#[cfg(test)]
mod tests {
    use super::*;
    use crate::category::OTHER_CATEGORY;

    fn issues() -> Vec<Issue> {
        let mut out = Vec::new();
        for (category, n) in [("Potholes", 5), ("Weeds", 3), ("Litter", 1), ("Noise", 1)] {
            for i in 0..n {
                out.push(Issue {
                    issue_id: Some(format!("{}-{}", category, i)),
                    category: Some(category.into()),
                    latitude: Some(33.5),
                    longitude: Some(-86.8),
                    within_city_limits: true,
                    ..Default::default()
                });
            }
        }
        out
    }

    fn loaded() -> ViewModel {
        let config = MapConfig {
            top_n: 2,
            ..Default::default()
        };
        let mut vm = ViewModel::new(config, 1280.0);
        vm.load_issues(issues());
        vm
    }

    #[test]
    fn test_load_preselects_top() {
        let vm = loaded();
        assert_eq!(vm.selected().sorted(), vec!["Potholes", "Weeds"]);
        assert_eq!(vm.groups().others.len(), 1);
        assert_eq!(vm.groups().others[0].name, OTHER_CATEGORY);
        assert_eq!(vm.stats().within_city_limits, 10);
        assert!(vm.panel().expanded);
    }

    #[test]
    fn test_other_toggles_members() {
        let mut vm = loaded();
        let effects = vm.apply(PanelEvent::ToggleCategory {
            name: OTHER_CATEGORY.into(),
            checked: true,
        });
        assert!(effects.resync_categories);
        assert!(!effects.refresh_photos);
        assert!(vm.selected().contains("Litter"));
        assert!(vm.selected().contains("Noise"));
        assert!(vm.category_checked(OTHER_CATEGORY));
        assert!(!vm.category_checked("Litter"));
    }

    #[test]
    fn test_photos_refresh_follows_selection() {
        let mut vm = loaded();
        let effects = vm.apply(PanelEvent::TogglePhotos(true));
        assert!(effects.refresh_photos);
        let effects = vm.apply(PanelEvent::SelectGroup {
            group: CategoryGroup::Top,
            checked: false,
        });
        assert!(effects.resync_categories && effects.refresh_photos);
        assert!(vm.selected().is_empty());

        let effects = vm.apply(PanelEvent::TogglePhotos(false));
        assert!(effects.clear_photos);
    }

    #[test]
    fn test_unknown_category_is_noop() {
        let mut vm = loaded();
        let effects = vm.apply(PanelEvent::ToggleCategory {
            name: "Nope".into(),
            checked: true,
        });
        assert!(effects.is_empty());
    }

    #[test]
    fn test_boundary_toggle() {
        let mut vm = loaded();
        let effects = vm.apply(PanelEvent::ToggleBoundary {
            name: "Census ZCTA (ZIP) 2023".into(),
            visible: true,
        });
        assert_eq!(effects.boundary_changes, vec![("Census ZCTA (ZIP) 2023".to_string(), true)]);
        assert!(vm.boundary_visible("Census ZCTA (ZIP) 2023"));
        let again = vm.apply(PanelEvent::ToggleBoundary {
            name: "Census ZCTA (ZIP) 2023".into(),
            visible: true,
        });
        assert!(again.is_empty());
    }

    #[test]
    fn test_set_all_boundaries() {
        let mut vm = loaded();
        let effects = vm.apply(PanelEvent::SetAllBoundaries(true));
        // 初期状態で非表示なのはZCTAだけ
        assert_eq!(effects.boundary_changes.len(), 1);
        let effects = vm.apply(PanelEvent::SetAllBoundaries(false));
        assert_eq!(effects.boundary_changes.len(), 6);
        assert!(vm.boundaries().iter().all(|b| !b.visible));
    }

    #[test]
    fn test_issue_route_round_trip() {
        let mut vm = loaded();
        let effects = vm.apply(PanelEvent::OpenIssue("Weeds-1".into()));
        assert_eq!(effects.push_route.as_deref(), Some("/issue/Weeds-1"));
        assert_eq!(vm.open_issue(), Some("Weeds-1"));

        let effects = vm.apply(PanelEvent::CloseIssue);
        assert_eq!(effects.push_route.as_deref(), Some("/"));
        assert!(effects.close_detail);
        assert!(vm.apply(PanelEvent::CloseIssue).is_empty());
    }

    #[test]
    fn test_navigate_does_not_push() {
        let mut vm = loaded();
        let effects = vm.apply(PanelEvent::Navigate("/issue/Weeds-2".into()));
        assert_eq!(effects.open_detail.as_deref(), Some("Weeds-2"));
        assert!(effects.push_route.is_none());
        assert!(vm.apply(PanelEvent::Navigate("/issue/Weeds-2".into())).is_empty());

        let effects = vm.apply(PanelEvent::Navigate("/".into()));
        assert!(effects.close_detail);
        assert!(effects.push_route.is_none());
        assert_eq!(vm.open_issue(), None);
        assert!(vm.apply(PanelEvent::Navigate("/".into())).is_empty());
    }

    #[test]
    fn test_pending_issue_opens_after_load() {
        let mut vm = ViewModel::new(MapConfig::default(), 400.0);
        assert!(!vm.panel().expanded);
        vm.set_initial_path("/issue/Potholes-0");
        let effects = vm.load_issues(issues());
        assert_eq!(effects.open_detail.as_deref(), Some("Potholes-0"));
        assert!(effects.push_route.is_none());
        assert!(vm.find_issue("Potholes-0").is_some());
    }

    #[test]
    fn test_load_failure_leaves_empty_panel() {
        let mut vm = ViewModel::new(MapConfig::default(), 1280.0);
        vm.set_initial_path("/issue/77");
        let effects = vm.mark_load_failed();

        assert!(vm.is_loaded());
        assert!(vm.groups().top.is_empty());
        assert!(vm.groups().others.is_empty());
        assert!(vm.selected().is_empty());
        assert_eq!(vm.stats().loaded, 0);
        assert_eq!(effects.open_detail.as_deref(), Some("77"));
        assert!(!effects.resync_categories);
    }

    #[test]
    fn test_stats_fallback() {
        let mut vm = loaded();
        vm.set_total_in_dataset(Some(0));
        assert_eq!(vm.stats().total(), 10);
        vm.set_total_in_dataset(Some(25_000));
        assert_eq!(vm.stats().total(), 25_000);
    }
}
◇ ◇ ◇ ◇
**Instructions for the task:** Look through the entries above, and wherever a line holds the word "SetAllBoundaries", copy it.

**Result:**
        let effects = vm.apply(PanelEvent::SetAllBoundaries(true));
        let effects = vm.apply(PanelEvent::SetAllBoundaries(false));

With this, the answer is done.